Para ter acesso as cestas básicas, a população pode entrar em contato com o Cras, que irá fazer um cadastro e avaliar as condições da família para conceder o benefício.
A secretária de Assistência Social de Joinville, Fabiana Ramos da Cruz Cardozo, explica que as pessoas não precisam estar cadastradas no Cadastro Único, para famílias de baixa renda. As situações das famílias são avaliadas individualmente e variam muito. Casos como o de Loana e Leonilda, onde alguém da família perdeu o emprego, são os mais frequentes, afirma a secretária.
“Se alguém (da família) perdeu a renda e o outro não, mas com isso pago o terreno, a casa, o carrinho e não sobrou dinheiro para a comida, pode solicitar. Então, o assistente social que avalia, pode entender que naquele momento, por exemplo, por conta da pandemia, de perder o seu emprego, essa família precisou”, conta sobre a concessão do auxílio. “É um benefício eventual. A cesta básica é para aquele momento em que a família precisa, né? Para garantir a segurança alimentar”, completa.
Após 30 dias, as pessoas que ainda estiverem em situação de vulnerabilidade, podem solicitar novamente o kit alimentação.
Cadastro Único
O Cadastro Único é para a população com baixa renda. Por meio dele, é possível solicitar o Bolsa Família, tarifa social de água e energia elétrica, cursos profissionalizantes, Carteira do Idoso, Minha Casa Minha Vida, Benefício de Prestação Continuada (BPC), aposentadoria para dono(a) de casa, entre outros.

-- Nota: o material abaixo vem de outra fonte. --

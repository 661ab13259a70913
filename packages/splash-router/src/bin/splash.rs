//! Dev CLI for the splash router
//!
//! Runs the launch-time routing against an in-memory store seeded from flags,
//! and mints or inspects unsigned fixture tokens. Outputs JSON.

use anyhow::{Context, Result};
use async_trait::async_trait;
use clap::{Parser, Subcommand};
use serde::Serialize;
use serde_json::{Map, Value};
use splash_router::kernel::{BaseNavigator, FixedClock, InMemoryKeyValueStore, StorageKey};
use splash_router::{
    decode, encode_unsigned, RoutingDecision, SplashConfig, SplashFlow, TokenClaims,
};
use std::sync::Arc;
use tracing_subscriber::{layer::SubscriberExt, util::SubscriberInitExt};

#[derive(Parser)]
#[command(name = "splash")]
#[command(about = "Splash screen routing CLI")]
struct Cli {
    #[command(subcommand)]
    command: Commands,
}

#[derive(Subcommand)]
enum Commands {
    /// Route a stored session and print the destination screen
    Run {
        /// Stored `isFirstLaunch` value (omit to simulate a first launch)
        #[arg(long)]
        first_launch_flag: Option<String>,
        /// Stored `jwtToken` value
        #[arg(long)]
        token: Option<String>,
        /// Stored `userType` value
        #[arg(long)]
        user_type: Option<String>,
        /// Pin "now" (epoch seconds) instead of reading the wall clock
        #[arg(long)]
        now: Option<i64>,
        /// Skip the splash delay
        #[arg(long)]
        no_delay: bool,
    },

    /// Mint an unsigned token expiring at `exp` (epoch seconds)
    Mint {
        #[arg(long)]
        exp: i64,
        #[arg(long)]
        sub: Option<String>,
    },

    /// Decode a token's payload without verifying it
    Decode { token: String },
}

// ============================================================================
// JSON Response Types
// ============================================================================

#[derive(Serialize)]
struct RunResponse {
    decision: RoutingDecision,
    screen: &'static str,
    first_launch_flag: Option<String>,
}

#[derive(Serialize)]
struct MintResponse {
    token: String,
}

#[derive(Serialize)]
struct DecodeResponse {
    claims: TokenClaims,
}

// ============================================================================
// Navigator
// ============================================================================

/// Navigator that only logs; the CLI prints the decision itself.
struct LoggingNavigator;

#[async_trait]
impl BaseNavigator for LoggingNavigator {
    async fn replace(&self, screen_name: &str) -> Result<()> {
        tracing::info!(screen = screen_name, "navigator.replace");
        Ok(())
    }
}

#[tokio::main]
async fn main() -> Result<()> {
    // Logs go to stderr so stdout stays parseable JSON
    tracing_subscriber::registry()
        .with(
            tracing_subscriber::EnvFilter::try_from_default_env()
                .unwrap_or_else(|_| "info,splash_router=debug".into()),
        )
        .with(tracing_subscriber::fmt::layer().with_writer(std::io::stderr))
        .init();

    let cli = Cli::parse();

    match cli.command {
        Commands::Run {
            first_launch_flag,
            token,
            user_type,
            now,
            no_delay,
        } => {
            let config = if no_delay {
                SplashConfig::immediate()
            } else {
                SplashConfig::from_env().context("Failed to load configuration")?
            };

            let mut store = InMemoryKeyValueStore::new();
            for (key, value) in [
                (StorageKey::IsFirstLaunch, first_launch_flag),
                (StorageKey::JwtToken, token),
                (StorageKey::UserType, user_type),
            ] {
                if let Some(value) = value {
                    store = store.with_entry(key.as_str(), &value);
                }
            }

            let mut flow =
                SplashFlow::new(Arc::new(store.clone()), Arc::new(LoggingNavigator), config);
            if let Some(now) = now {
                flow = flow.with_clock(Arc::new(FixedClock(now)));
            }

            let decision = flow.run().await.context("Splash flow failed")?;
            print_json(&RunResponse {
                decision,
                screen: decision.screen_name(),
                first_launch_flag: store.value(StorageKey::IsFirstLaunch.as_str()),
            })
        }
        Commands::Mint { exp, sub } => {
            let mut payload = Map::new();
            if let Some(sub) = sub {
                payload.insert("sub".to_string(), Value::String(sub));
            }
            payload.insert("exp".to_string(), Value::from(exp));
            print_json(&MintResponse {
                token: encode_unsigned(&payload),
            })
        }
        Commands::Decode { token } => {
            let claims = decode(&token).context("Token is malformed")?;
            print_json(&DecodeResponse { claims })
        }
    }
}

fn print_json<T: Serialize>(value: &T) -> Result<()> {
    let json = serde_json::to_string_pretty(value).context("Failed to serialize response")?;
    println!("{}", json);
    Ok(())
}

Até 2019 para agendar entrevista com assistente social e solicitar o benefício era necessário ir presencialmente no Cras. Eram distribuídas de 20 a 30 senhas por dia. Quem não conseguia atendimento precisava voltar outro dia.
Hoje o atendimento pode ser feito por telefone. O tempo entre a ligação e a entrevista pode demorar de três dias há duas semanas, conta Fabiana. Até março, 28.540 pessoas estavam com o Cadastro Único ativo em Joinville.
Para fazer o cadastramento, é necessário ligar para o Cras, que fará as orientações para a família. A cidade é dividida por regiões e cada um dos nove Cras atendem bairros diferentes. A população deve fazer os pedidos de benefícios conforme a área de moradia.